DATA PROVIDED:
//! Validated pagination input.
//!
//! Callers upstream (query strings, JSON bodies) hand over signed integers;
//! [`PaginationRequest::new`] is the single place where those are checked
//! and narrowed to the unsigned values the window builder works with.

use crate::error::PaginationError;

/// A `(current_page, total_pages)` pair that passed validation.
///
/// `current_page` is at least 1; `total_pages` may be zero. A request whose
/// current page lies beyond the last page is valid and yields an empty
/// window.
#[derive(Debug, Clone, Copy, PartialEq, Eq, Hash)]
pub struct PaginationRequest {
    current_page: u32,
    total_pages: u32,
}

impl PaginationRequest {
    /// Validates raw caller input.
    ///
    /// # Errors
    ///
    /// Returns [`PaginationError::InvalidArgument`] if `current_page` is
    /// below 1, `total_pages` is negative, or either exceeds `u32::MAX`.
    pub fn new(current_page: i64, total_pages: i64) -> Result<Self, PaginationError> {
        if current_page < 1 {
            return Err(PaginationError::InvalidArgument(format!(
                "page must be at least 1, got {current_page}"
            )));
        }
        if total_pages < 0 {
            return Err(PaginationError::InvalidArgument(format!(
                "total_pages must not be negative, got {total_pages}"
            )));
        }
        let current_page = narrow("page", current_page)?;
        let total_pages = narrow("total_pages", total_pages)?;
        Ok(Self {
            current_page,
            total_pages,
        })
    }

    /// Returns the one-based current page.
    #[must_use]
    pub const fn current_page(&self) -> u32 {
        self.current_page
    }

    /// Returns the total page count.
    #[must_use]
    pub const fn total_pages(&self) -> u32 {
        self.total_pages
    }

    /// Returns `true` when the current page falls inside `1..=total_pages`.
    #[must_use]
    pub const fn is_in_range(&self) -> bool {
        self.current_page <= self.total_pages
    }
}

fn narrow(field: &str, value: i64) -> Result<u32, PaginationError> {
    u32::try_from(value).map_err(|_| {
        PaginationError::InvalidArgument(format!("{field} is too large: {value}"))
    })
}

#[cfg(test)]
mod tests {
    use super::*;

    #[test]
    fn accepts_well_formed_input() {
        let request = PaginationRequest::new(3, 10);
        assert_eq!(
            request.ok().map(|r| (r.current_page(), r.total_pages())),
            Some((3, 10))
        );
    }

    #[test]
    fn accepts_zero_total_pages() {
        let request = PaginationRequest::new(1, 0).ok();
        assert_eq!(request.map(|r| r.is_in_range()), Some(false));
    }

    #[test]
    fn accepts_page_beyond_total() {
        let request = PaginationRequest::new(6, 3).ok();
        assert_eq!(request.map(|r| r.is_in_range()), Some(false));
    }

    #[test]
    fn rejects_non_positive_page() {
        assert!(matches!(
            PaginationRequest::new(0, 10),
            Err(PaginationError::InvalidArgument(_))
        ));
        assert!(matches!(
            PaginationRequest::new(-1, 10),
            Err(PaginationError::InvalidArgument(_))
        ));
    }

    #[test]
    fn rejects_negative_total() {
        assert!(matches!(
            PaginationRequest::new(1, -3),
            Err(PaginationError::InvalidArgument(_))
        ));
    }

    #[test]
    fn rejects_values_beyond_u32() {
        let too_big = i64::from(u32::MAX) + 1;
        assert!(PaginationRequest::new(too_big, too_big).is_err());
        assert!(PaginationRequest::new(1, too_big).is_err());
    }
}
//! Pagination error types with HTTP status code mapping.
//!
//! The window builder itself never fails. [`PaginationError`] is returned by
//! the validating layers around it (request construction, the service, the
//! HTTP extractors) and maps to a structured JSON error response.

use axum::http::StatusCode;
use axum::response::{IntoResponse, Response};
use serde::Serialize;
use utoipa::ToSchema;

/// Structured JSON error response body.
///
/// All error responses follow this shape:
/// ```json
/// {
///   "error": {
///     "code": 1001,
///     "message": "invalid argument: page must be at least 1, got 0"
///   }
/// }
/// ```
#[derive(Debug, Serialize, ToSchema)]
pub struct ErrorResponse {
    /// Structured error payload.
    pub error: ErrorBody,
}

/// Inner error body with numeric code and human-readable message.
#[derive(Debug, Serialize, ToSchema)]
pub struct ErrorBody {
    /// Numeric error code.
    pub code: u32,
    /// Human-readable error message.
    pub message: String,
    /// Optional additional details.
    #[serde(skip_serializing_if = "Option::is_none")]
    pub details: Option<String>,
}

/// Error enum with HTTP status code mapping.
///
/// | Range     | Category   | HTTP Status               |
/// |-----------|------------|---------------------------|
/// | 1000–1999 | Validation | 400 Bad Request           |
/// | 3000–3999 | Server     | 500 Internal Server Error |
#[derive(Debug, Clone, PartialEq, Eq, thiserror::Error)]
pub enum PaginationError {
    /// Caller input was negative, zero where a page is required, too large,
    /// or not an integer at all.
    #[error("invalid argument: {0}")]
    InvalidArgument(String),

    /// Internal server error.
    #[error("internal error: {0}")]
    Internal(String),
}

impl PaginationError {
    /// Returns the numeric error code for this variant.
    #[must_use]
    pub const fn error_code(&self) -> u32 {
        match self {
            Self::InvalidArgument(_) => 1001,
            Self::Internal(_) => 3000,
        }
    }

    /// Returns the HTTP status code for this variant.
    #[must_use]
    pub const fn status_code(&self) -> StatusCode {
        match self {
            Self::InvalidArgument(_) => StatusCode::BAD_REQUEST,
            Self::Internal(_) => StatusCode::INTERNAL_SERVER_ERROR,
        }
    }
}

impl From<axum::extract::rejection::QueryRejection> for PaginationError {
    fn from(rejection: axum::extract::rejection::QueryRejection) -> Self {
        Self::InvalidArgument(rejection.body_text())
    }
}

impl IntoResponse for PaginationError {
    fn into_response(self) -> Response {
        let status = self.status_code();
        if status.is_server_error() {
            tracing::error!(error = %self, "request failed");
        } else {
            tracing::debug!(error = %self, "request rejected");
        }
        let body = ErrorResponse {
            error: ErrorBody {
                code: self.error_code(),
                message: self.to_string(),
                details: None,
            },
        };
        let mut response = axum::Json(body).into_response();
        *response.status_mut() = status;
        response
    }
}
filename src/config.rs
//! Service configuration loaded from environment variables.
//!
//! All settings come from environment variables (or a `.env` file via
//! `dotenvy`). Every key has a default, so an empty environment starts a
//! working server.

use std::net::SocketAddr;
use std::time::Duration;

/// Log output format for the binary's `tracing` subscriber.
#[derive(Debug, Clone, Copy, PartialEq, Eq, Default)]
pub enum LogFormat {
    /// Human-readable lines.
    #[default]
    Text,
    /// One JSON object per event.
    Json,
}

/// Top-level service configuration.
///
/// Loaded once at startup via [`PagerConfig::from_env`].
#[derive(Debug, Clone)]
pub struct PagerConfig {
    /// Socket address to bind the HTTP server to (e.g. `0.0.0.0:3000`).
    pub listen_addr: SocketAddr,

    /// Items per page used by the listing endpoint when none is given.
    pub default_per_page: u32,

    /// Upper bound applied to a requested `per_page`.
    pub max_per_page: u32,

    /// Drop the duplicate trailing link when the window already ends at the
    /// last page.
    pub collapse_duplicate_trailing: bool,

    /// Per-request timeout; at least one second.
    pub request_timeout: Duration,

    /// Log output format.
    pub log_format: LogFormat,
}

impl Default for PagerConfig {
    fn default() -> Self {
        Self {
            listen_addr: SocketAddr::from(([0, 0, 0, 0], 3000)),
            default_per_page: 10,
            max_per_page: 100,
            collapse_duplicate_trailing: false,
            request_timeout: Duration::from_secs(30),
            log_format: LogFormat::Text,
        }
    }
}

impl PagerConfig {
    /// Loads configuration from environment variables.
    ///
    /// Falls back to defaults when a variable is not set or unparsable.
    /// Calls `dotenvy::dotenv().ok()` to optionally load a `.env` file.
    ///
    /// # Errors
    ///
    /// Returns an error if `LISTEN_ADDR` is set but cannot be parsed as
    /// a [`SocketAddr`].
    pub fn from_env() -> Result<Self, Box<dyn std::error::Error>> {
        dotenvy::dotenv().ok();
        let defaults = Self::default();

        let listen_addr: SocketAddr = match std::env::var("LISTEN_ADDR") {
            Ok(raw) => raw.parse()?,
            Err(_) => defaults.listen_addr,
        };

        let max_per_page = parse_env("PAGINATION_MAX_PER_PAGE", defaults.max_per_page).max(1);
        let default_per_page = parse_env("PAGINATION_DEFAULT_PER_PAGE", defaults.default_per_page)
            .clamp(1, max_per_page);
        let collapse_duplicate_trailing = parse_env_bool(
            "PAGINATION_COLLAPSE_TRAILING",
            defaults.collapse_duplicate_trailing,
        );
        let request_timeout = request_timeout_from_secs(parse_env(
            "REQUEST_TIMEOUT_SECS",
            defaults.request_timeout.as_secs(),
        ));
        let log_format = match std::env::var("LOG_FORMAT").ok().as_deref() {
            Some("json") | Some("JSON") => LogFormat::Json,
            _ => LogFormat::Text,
        };

        Ok(Self {
            listen_addr,
            default_per_page,
            max_per_page,
            collapse_duplicate_trailing,
            request_timeout,
            log_format,
        })
    }
}

/// Converts a timeout in seconds, raising zero to one second.
fn request_timeout_from_secs(secs: u64) -> Duration {
    Duration::from_secs(secs.max(1))
}

/// Parses an environment variable as `T`, returning `default` on missing
/// or invalid values.
fn parse_env<T: std::str::FromStr>(key: &str, default: T) -> T {
    std::env::var(key)
        .ok()
        .and_then(|v| v.parse().ok())
        .unwrap_or(default)
}

/// Parses an environment variable as a boolean. Accepts `"true"`, `"1"`,
/// `"false"`, `"0"`. Returns `default` otherwise.
fn parse_env_bool(key: &str, default: bool) -> bool {
    match std::env::var(key).ok().as_deref() {
        Some("true") | Some("TRUE") | Some("1") => true,
        Some("false") | Some("FALSE") | Some("0") => false,
        _ => default,
    }
}
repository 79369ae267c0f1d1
//! System endpoints: health check.

use axum::http::StatusCode;
use axum::response::IntoResponse;
use axum::routing::get;
use axum::{Json, Router};
use chrono::Utc;
use serde::Serialize;
use utoipa::ToSchema;

use crate::app_state::AppState;

/// Health check response.
#[derive(Debug, Serialize, ToSchema)]
pub struct HealthResponse {
    status: String,
    timestamp: String,
    version: String,
}

/// `GET /health` — Service health status.
#[utoipa::path(
    get,
    path = "/health",
    tag = "System",
    summary = "Health check",
    description = "Returns service health status, version, and current timestamp.",
    responses(
        (status = 200, description = "Service is healthy", body = HealthResponse),
    )
)]
pub async fn health_handler() -> impl IntoResponse {
    (
        StatusCode::OK,
        Json(HealthResponse {
            status: "healthy".to_string(),
            timestamp: Utc::now().to_rfc3339(),
            version: env!("CARGO_PKG_VERSION").to_string(),
        }),
    )
}

/// System routes mounted at the root level (not under /api/v1).
pub fn routes() -> Router<AppState> {
    Router::new().route("/health", get(health_handler))
}
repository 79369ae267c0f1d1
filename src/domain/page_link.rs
//! Page-link descriptors consumed by the rendering layer.
//!
//! A [`PageLink`] is one visual slot in the pagination control: either a
//! concrete page number (active or inactive) or an ellipsis placeholder.

use std::fmt;

use serde::{Deserialize, Serialize};
use utoipa::ToSchema;

/// Discriminant of a [`PageLink`], without its page number.
#[derive(Debug, Clone, Copy, PartialEq, Eq, Hash)]
pub enum LinkKind {
    /// The page currently being displayed.
    Active,
    /// Any other reachable page.
    Inactive,
    /// A gap placeholder; not clickable.
    Ellipsis,
}

/// A single slot of the pagination control.
///
/// Serialized with an internal `kind` tag:
/// ```json
/// {"kind": "active", "page": 3}
/// {"kind": "ellipsis"}
/// ```
#[derive(Debug, Clone, Copy, PartialEq, Eq, Hash, Serialize, Deserialize, ToSchema)]
#[serde(tag = "kind", rename_all = "snake_case")]
pub enum PageLink {
    /// Link to the current page.
    Active {
        /// One-based page number.
        page: u32,
    },
    /// Link to another page.
    Inactive {
        /// One-based page number.
        page: u32,
    },
    /// Gap between the window and the trailing link.
    Ellipsis,
}

impl PageLink {
    /// Returns a page link for `page`, active iff it equals `current_page`.
    #[must_use]
    pub const fn for_page(page: u32, current_page: u32) -> Self {
        if page == current_page {
            Self::Active { page }
        } else {
            Self::Inactive { page }
        }
    }

    /// Returns the page number, or `None` for an ellipsis.
    #[must_use]
    pub const fn page(&self) -> Option<u32> {
        match self {
            Self::Active { page } | Self::Inactive { page } => Some(*page),
            Self::Ellipsis => None,
        }
    }

    /// Returns the link kind.
    #[must_use]
    pub const fn kind(&self) -> LinkKind {
        match self {
            Self::Active { .. } => LinkKind::Active,
            Self::Inactive { .. } => LinkKind::Inactive,
            Self::Ellipsis => LinkKind::Ellipsis,
        }
    }

    /// Returns `true` for the current-page link.
    #[must_use]
    pub const fn is_active(&self) -> bool {
        matches!(self, Self::Active { .. })
    }
}

/// Compact text form, e.g. `1 2 [3] 4 5 … 10` when joined with spaces.
impl fmt::Display for PageLink {
    fn fmt(&self, f: &mut fmt::Formatter<'_>) -> fmt::Result {
        match self {
            Self::Active { page } => write!(f, "[{page}]"),
            Self::Inactive { page } => write!(f, "{page}"),
            Self::Ellipsis => f.write_str("…"),
        }
    }
}

#[cfg(test)]
#[allow(clippy::panic)]
mod tests {
    use super::*;

    #[test]
    fn for_page_marks_current_active() {
        assert_eq!(PageLink::for_page(3, 3), PageLink::Active { page: 3 });
        assert_eq!(PageLink::for_page(4, 3), PageLink::Inactive { page: 4 });
    }

    #[test]
    fn ellipsis_has_no_page() {
        assert_eq!(PageLink::Ellipsis.page(), None);
        assert_eq!(PageLink::Ellipsis.kind(), LinkKind::Ellipsis);
        assert!(!PageLink::Ellipsis.is_active());
    }

    #[test]
    fn serializes_with_kind_tag() {
        let Ok(active) = serde_json::to_value(PageLink::Active { page: 3 }) else {
            panic!("serialization failed");
        };
        assert_eq!(active, serde_json::json!({"kind": "active", "page": 3}));

        let Ok(gap) = serde_json::to_value(PageLink::Ellipsis) else {
            panic!("serialization failed");
        };
        assert_eq!(gap, serde_json::json!({"kind": "ellipsis"}));
    }

    #[test]
    fn deserializes_inactive() {
        let parsed: Result<PageLink, _> =
            serde_json::from_str(r#"{"kind":"inactive","page":7}"#);
        let Ok(link) = parsed else {
            panic!("deserialization failed");
        };
        assert_eq!(link.page(), Some(7));
        assert_eq!(link.kind(), LinkKind::Inactive);
    }

    #[test]
    fn display_brackets_active_page() {
        assert_eq!(PageLink::Active { page: 2 }.to_string(), "[2]");
        assert_eq!(PageLink::Inactive { page: 9 }.to_string(), "9");
        assert_eq!(PageLink::Ellipsis.to_string(), "…");
    }
}
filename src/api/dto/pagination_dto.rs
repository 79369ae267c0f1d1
//! Request and response bodies for the pagination endpoints.
//!
//! Query parameters are read as signed integers so that negative input
//! reaches the service and is rejected with a structured error instead of a
//! bare deserialization failure.

use serde::{Deserialize, Serialize};
use utoipa::{IntoParams, ToSchema};

use super::common_dto::PaginationMeta;
use crate::domain::PageLink;

/// Query parameters for `GET /pagination/window`.
#[derive(Debug, Clone, Deserialize, IntoParams)]
#[into_params(parameter_in = Query)]
pub struct WindowParams {
    /// Current page (1-indexed). Defaults to 1.
    #[serde(default = "default_page")]
    pub page: i64,
    /// Total number of pages.
    pub total_pages: i64,
}

/// Query parameters for `GET /pagination/listing`.
#[derive(Debug, Clone, Deserialize, IntoParams)]
#[into_params(parameter_in = Query)]
pub struct ListingParams {
    /// Current page (1-indexed). Defaults to 1.
    #[serde(default = "default_page")]
    pub page: i64,
    /// Items per page. Defaults to the configured value; clamped to the
    /// configured maximum.
    #[serde(default)]
    pub per_page: Option<i64>,
    /// Total number of items in the listing.
    pub total_items: i64,
}

fn default_page() -> i64 {
    1
}

/// Response body for `GET /pagination/window`.
#[derive(Debug, Serialize, ToSchema)]
pub struct WindowResponse {
    /// Current page echoed from the request.
    pub page: u32,
    /// Total pages echoed from the request.
    pub total_pages: u32,
    /// Page links in left-to-right order. Empty when `page > total_pages`.
    pub links: Vec<PageLink>,
}

/// Response body for `GET /pagination/listing`.
#[derive(Debug, Serialize, ToSchema)]
pub struct ListingResponse {
    /// Pagination metadata.
    pub pagination: PaginationMeta,
    /// Page links in left-to-right order.
    pub links: Vec<PageLink>,
}
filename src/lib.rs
//! # knolx-pager
//!
//! Pagination windows for the Knolx session manager's list views.
//!
//! Given the current page and the total page count, the crate computes the
//! ordered page links a list screen renders under its results: at most five
//! page numbers, then an ellipsis and a link to the last page when there are
//! more than five pages. The computation lives in [`domain`] and is pure; the
//! rest of the crate serves it as JSON over HTTP.
//!
//! ```
//! use knolx_pager::domain::build;
//!
//! let window = build(7, 20);
//! assert_eq!(window.to_string(), "5 6 [7] 8 9 … 20");
//! ```
//!
//! ## Architecture
//!
//! ```text
//! Clients (HTTP)
//!     │
//!     ├── REST Handlers (api/)
//!     │
//!     ├── PaginationService (service/)
//!     │
//!     └── PaginationWindowBuilder (domain/)
//! ```

pub mod api;
pub mod app_state;
pub mod config;
pub mod domain;
pub mod error;
pub mod service;

use axum::Router;
use axum::http::StatusCode;
use tower_http::cors::CorsLayer;
use tower_http::timeout::TimeoutLayer;
use tower_http::trace::TraceLayer;

use crate::app_state::AppState;
use crate::config::PagerConfig;

/// Builds the fully layered application router for `config`.
///
/// Shared by the binary and the integration tests.
pub fn build_app(config: &PagerConfig) -> Router {
    api::build_router()
        .layer(TimeoutLayer::with_status_code(
            StatusCode::REQUEST_TIMEOUT,
            config.request_timeout,
        ))
        .layer(TraceLayer::new_for_http())
        .layer(CorsLayer::permissive())
        .with_state(AppState::from_config(config))
}
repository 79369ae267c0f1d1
//! Paged listings described by item count and page size.
//!
//! List screens know how many items exist and how many fit on a page; the
//! window builder wants a page count. [`Listing`] bridges the two.

/// Number of pages needed for `total_items` at `per_page` items each.
///
/// Zero items means zero pages. A `per_page` of zero is treated as one.
#[must_use]
pub const fn total_pages_for(total_items: u32, per_page: u32) -> u32 {
    let per_page = if per_page == 0 { 1 } else { per_page };
    total_items.div_ceil(per_page)
}

/// Position of one page inside a listing.
#[derive(Debug, Clone, Copy, PartialEq, Eq)]
pub struct Listing {
    /// One-based page being shown.
    pub page: u32,
    /// Items per page.
    pub per_page: u32,
    /// Items across all pages.
    pub total_items: u32,
    /// Pages across the listing.
    pub total_pages: u32,
}

impl Listing {
    /// Creates a listing, deriving `total_pages` from the item count.
    #[must_use]
    pub const fn new(page: u32, per_page: u32, total_items: u32) -> Self {
        Self {
            page,
            per_page,
            total_items,
            total_pages: total_pages_for(total_items, per_page),
        }
    }

    /// Returns the previous page, if the current page has one inside the listing.
    #[must_use]
    pub const fn prev_page(&self) -> Option<u32> {
        if self.page > 1 && self.page <= self.total_pages {
            Some(self.page - 1)
        } else {
            None
        }
    }

    /// Returns the next page, if the current page has one inside the listing.
    #[must_use]
    pub const fn next_page(&self) -> Option<u32> {
        if self.page >= 1 && self.page < self.total_pages {
            Some(self.page + 1)
        } else {
            None
        }
    }
}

WORK TO COMPLETE: Nothing but a number is expected here: how many lines above include the string "InvalidArgument".

TASK ANSWER: 11